» Stored data entries:

☆ ☆ ☆ ☆

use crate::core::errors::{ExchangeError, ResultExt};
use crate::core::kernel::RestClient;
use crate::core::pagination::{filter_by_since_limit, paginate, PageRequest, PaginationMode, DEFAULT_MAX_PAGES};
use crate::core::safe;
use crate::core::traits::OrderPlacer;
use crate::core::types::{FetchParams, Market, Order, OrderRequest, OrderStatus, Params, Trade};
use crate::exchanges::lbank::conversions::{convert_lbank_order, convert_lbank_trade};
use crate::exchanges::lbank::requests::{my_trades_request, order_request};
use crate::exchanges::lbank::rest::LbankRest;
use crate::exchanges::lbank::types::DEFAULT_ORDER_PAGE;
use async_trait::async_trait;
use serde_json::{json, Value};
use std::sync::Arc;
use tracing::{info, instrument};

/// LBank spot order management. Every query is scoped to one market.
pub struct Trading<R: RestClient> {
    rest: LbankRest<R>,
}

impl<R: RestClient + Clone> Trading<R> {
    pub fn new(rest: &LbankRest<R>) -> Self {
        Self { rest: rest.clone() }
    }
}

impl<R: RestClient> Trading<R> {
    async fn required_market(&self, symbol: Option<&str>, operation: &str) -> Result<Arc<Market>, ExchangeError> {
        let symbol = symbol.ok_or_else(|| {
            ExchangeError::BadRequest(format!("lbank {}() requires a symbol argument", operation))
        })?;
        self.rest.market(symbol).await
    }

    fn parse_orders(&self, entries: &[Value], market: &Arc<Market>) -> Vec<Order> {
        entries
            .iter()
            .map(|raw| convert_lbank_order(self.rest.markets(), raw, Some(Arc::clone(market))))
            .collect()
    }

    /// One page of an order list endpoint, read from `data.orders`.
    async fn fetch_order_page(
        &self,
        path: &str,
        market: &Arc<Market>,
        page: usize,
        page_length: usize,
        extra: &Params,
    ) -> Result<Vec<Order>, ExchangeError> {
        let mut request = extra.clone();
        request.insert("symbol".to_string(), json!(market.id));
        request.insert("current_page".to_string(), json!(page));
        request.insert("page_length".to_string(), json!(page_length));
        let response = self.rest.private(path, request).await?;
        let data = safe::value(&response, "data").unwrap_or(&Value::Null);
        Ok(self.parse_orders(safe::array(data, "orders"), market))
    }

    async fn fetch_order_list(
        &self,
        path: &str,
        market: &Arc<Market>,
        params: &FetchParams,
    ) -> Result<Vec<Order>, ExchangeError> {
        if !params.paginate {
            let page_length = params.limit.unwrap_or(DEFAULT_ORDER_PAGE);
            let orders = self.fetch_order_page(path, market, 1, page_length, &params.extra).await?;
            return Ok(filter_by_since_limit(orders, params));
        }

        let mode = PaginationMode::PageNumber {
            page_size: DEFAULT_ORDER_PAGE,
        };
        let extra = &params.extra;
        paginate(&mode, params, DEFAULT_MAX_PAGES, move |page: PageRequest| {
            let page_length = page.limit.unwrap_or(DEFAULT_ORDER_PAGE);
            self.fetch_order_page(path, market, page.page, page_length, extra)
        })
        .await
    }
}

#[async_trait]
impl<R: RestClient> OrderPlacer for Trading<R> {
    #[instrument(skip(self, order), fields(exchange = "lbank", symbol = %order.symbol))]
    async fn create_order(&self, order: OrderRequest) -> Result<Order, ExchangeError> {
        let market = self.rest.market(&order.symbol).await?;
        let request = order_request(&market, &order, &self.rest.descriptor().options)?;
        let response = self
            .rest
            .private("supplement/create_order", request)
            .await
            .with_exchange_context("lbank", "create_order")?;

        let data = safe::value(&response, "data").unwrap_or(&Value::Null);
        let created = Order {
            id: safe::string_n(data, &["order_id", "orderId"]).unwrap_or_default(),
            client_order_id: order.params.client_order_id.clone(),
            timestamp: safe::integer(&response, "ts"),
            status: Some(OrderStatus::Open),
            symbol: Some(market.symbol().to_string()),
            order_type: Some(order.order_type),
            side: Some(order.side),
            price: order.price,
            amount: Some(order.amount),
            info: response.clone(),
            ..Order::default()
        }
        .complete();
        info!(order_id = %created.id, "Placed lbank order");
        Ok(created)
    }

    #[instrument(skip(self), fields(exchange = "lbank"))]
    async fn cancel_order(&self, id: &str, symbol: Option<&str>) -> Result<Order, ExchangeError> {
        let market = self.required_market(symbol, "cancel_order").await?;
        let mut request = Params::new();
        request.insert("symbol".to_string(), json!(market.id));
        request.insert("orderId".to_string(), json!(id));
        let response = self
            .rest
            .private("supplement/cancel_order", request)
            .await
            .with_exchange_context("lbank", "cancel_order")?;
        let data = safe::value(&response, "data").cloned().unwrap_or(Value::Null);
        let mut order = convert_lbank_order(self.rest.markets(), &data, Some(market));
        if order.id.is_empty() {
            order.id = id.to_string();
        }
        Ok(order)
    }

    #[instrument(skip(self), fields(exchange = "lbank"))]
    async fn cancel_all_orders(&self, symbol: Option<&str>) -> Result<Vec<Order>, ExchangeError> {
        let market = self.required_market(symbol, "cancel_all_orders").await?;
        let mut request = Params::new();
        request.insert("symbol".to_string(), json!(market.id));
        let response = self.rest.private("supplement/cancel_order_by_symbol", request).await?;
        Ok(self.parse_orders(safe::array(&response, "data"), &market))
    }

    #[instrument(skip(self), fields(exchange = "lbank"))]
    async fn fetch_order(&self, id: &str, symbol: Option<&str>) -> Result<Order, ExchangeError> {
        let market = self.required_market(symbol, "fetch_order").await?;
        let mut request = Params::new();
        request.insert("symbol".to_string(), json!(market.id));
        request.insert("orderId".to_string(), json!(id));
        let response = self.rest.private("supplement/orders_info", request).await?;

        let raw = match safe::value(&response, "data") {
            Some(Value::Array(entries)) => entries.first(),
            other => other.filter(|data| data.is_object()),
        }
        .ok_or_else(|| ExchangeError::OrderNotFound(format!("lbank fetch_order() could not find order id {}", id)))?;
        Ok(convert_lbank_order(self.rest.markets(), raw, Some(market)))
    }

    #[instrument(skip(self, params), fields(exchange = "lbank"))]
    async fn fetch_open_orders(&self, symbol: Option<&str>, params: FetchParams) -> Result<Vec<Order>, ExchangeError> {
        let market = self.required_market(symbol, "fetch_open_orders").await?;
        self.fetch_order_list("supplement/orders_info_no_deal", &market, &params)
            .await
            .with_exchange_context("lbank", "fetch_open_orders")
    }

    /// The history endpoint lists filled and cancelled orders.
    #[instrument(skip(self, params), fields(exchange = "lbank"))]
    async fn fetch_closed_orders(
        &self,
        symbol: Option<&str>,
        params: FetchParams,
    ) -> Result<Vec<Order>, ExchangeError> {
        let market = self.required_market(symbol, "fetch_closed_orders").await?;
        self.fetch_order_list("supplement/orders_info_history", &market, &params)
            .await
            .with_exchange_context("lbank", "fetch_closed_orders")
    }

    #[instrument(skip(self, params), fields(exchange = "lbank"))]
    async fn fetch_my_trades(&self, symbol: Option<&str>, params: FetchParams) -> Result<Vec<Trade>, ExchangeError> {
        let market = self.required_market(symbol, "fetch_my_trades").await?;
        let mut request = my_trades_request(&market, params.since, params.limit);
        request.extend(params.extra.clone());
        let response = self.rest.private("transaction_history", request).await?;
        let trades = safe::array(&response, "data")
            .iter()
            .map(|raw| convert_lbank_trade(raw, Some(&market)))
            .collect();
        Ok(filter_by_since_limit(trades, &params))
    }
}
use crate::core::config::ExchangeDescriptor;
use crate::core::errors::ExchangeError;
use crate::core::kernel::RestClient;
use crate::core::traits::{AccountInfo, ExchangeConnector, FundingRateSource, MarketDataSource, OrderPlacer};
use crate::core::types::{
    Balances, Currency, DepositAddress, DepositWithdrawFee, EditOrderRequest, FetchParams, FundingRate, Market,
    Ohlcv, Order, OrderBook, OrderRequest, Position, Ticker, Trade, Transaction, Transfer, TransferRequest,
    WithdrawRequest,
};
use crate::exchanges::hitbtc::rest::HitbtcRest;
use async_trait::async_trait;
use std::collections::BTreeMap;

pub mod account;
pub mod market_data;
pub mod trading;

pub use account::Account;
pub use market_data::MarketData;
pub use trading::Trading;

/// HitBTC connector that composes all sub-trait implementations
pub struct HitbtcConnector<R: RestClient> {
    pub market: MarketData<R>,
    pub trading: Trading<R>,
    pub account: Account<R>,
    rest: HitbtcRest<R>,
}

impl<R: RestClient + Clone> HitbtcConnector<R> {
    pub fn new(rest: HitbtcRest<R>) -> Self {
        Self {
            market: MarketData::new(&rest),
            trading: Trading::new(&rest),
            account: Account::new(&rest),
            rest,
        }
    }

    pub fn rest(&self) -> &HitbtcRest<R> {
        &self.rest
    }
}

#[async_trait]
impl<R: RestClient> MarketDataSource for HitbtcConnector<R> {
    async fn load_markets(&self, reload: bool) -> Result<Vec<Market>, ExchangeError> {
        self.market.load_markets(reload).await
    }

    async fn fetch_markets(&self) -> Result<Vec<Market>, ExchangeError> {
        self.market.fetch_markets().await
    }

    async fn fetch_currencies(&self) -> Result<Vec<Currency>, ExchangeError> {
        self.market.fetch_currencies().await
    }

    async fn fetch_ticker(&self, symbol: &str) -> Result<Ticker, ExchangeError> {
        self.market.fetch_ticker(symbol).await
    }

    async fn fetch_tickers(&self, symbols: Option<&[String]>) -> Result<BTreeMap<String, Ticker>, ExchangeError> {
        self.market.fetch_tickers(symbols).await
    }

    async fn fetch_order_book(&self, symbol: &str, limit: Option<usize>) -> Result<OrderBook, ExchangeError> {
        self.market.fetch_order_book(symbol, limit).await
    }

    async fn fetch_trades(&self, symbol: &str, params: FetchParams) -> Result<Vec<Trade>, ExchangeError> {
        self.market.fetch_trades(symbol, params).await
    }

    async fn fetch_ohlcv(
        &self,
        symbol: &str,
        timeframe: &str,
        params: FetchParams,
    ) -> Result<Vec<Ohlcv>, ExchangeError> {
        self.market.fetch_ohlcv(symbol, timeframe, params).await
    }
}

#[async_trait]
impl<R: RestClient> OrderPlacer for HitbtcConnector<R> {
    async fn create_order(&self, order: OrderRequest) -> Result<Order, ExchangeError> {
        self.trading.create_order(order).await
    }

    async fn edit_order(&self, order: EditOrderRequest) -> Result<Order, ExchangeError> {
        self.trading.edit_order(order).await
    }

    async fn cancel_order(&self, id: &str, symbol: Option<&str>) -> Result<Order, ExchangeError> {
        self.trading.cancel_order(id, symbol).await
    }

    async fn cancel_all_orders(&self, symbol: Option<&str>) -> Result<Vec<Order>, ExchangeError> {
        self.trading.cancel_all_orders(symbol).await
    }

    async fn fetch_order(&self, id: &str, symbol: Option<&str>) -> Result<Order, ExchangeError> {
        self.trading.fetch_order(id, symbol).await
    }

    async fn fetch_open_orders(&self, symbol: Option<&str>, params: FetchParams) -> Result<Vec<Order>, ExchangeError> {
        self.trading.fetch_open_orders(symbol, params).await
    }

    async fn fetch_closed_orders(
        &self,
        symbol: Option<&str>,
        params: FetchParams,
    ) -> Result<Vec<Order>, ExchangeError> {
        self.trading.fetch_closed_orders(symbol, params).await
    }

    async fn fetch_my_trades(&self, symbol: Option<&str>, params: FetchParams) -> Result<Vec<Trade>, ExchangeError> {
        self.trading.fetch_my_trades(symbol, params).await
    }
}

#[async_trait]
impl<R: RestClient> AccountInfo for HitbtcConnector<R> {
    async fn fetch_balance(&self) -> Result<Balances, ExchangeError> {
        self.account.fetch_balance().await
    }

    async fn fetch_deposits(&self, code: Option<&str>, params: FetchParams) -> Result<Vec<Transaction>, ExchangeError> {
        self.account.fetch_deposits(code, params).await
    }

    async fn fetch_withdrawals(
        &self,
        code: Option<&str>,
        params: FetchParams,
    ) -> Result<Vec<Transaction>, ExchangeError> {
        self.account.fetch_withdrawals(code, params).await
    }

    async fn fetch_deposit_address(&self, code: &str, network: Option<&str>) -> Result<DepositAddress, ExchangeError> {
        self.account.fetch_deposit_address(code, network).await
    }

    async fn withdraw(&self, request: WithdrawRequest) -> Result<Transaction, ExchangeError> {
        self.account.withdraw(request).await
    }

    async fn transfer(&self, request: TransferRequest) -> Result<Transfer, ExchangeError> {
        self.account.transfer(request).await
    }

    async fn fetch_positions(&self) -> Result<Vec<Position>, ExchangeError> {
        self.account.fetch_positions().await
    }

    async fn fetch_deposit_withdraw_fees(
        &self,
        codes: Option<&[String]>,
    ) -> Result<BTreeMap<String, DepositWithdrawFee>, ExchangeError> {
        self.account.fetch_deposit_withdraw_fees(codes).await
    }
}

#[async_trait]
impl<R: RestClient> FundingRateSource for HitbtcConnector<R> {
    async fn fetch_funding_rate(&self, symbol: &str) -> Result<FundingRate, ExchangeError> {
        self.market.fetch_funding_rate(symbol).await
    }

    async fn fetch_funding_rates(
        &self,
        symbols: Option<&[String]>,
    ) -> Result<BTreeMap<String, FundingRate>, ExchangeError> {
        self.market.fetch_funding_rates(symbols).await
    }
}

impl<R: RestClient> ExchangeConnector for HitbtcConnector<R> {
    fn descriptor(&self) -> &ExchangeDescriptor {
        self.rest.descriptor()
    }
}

☆ ☆ ☆ ☆

» What you are asked to do: Copy the lines of the entries above that mention "codes".

» Solution to this problem:
        codes: Option<&[String]>,
        self.account.fetch_deposit_withdraw_fees(codes).await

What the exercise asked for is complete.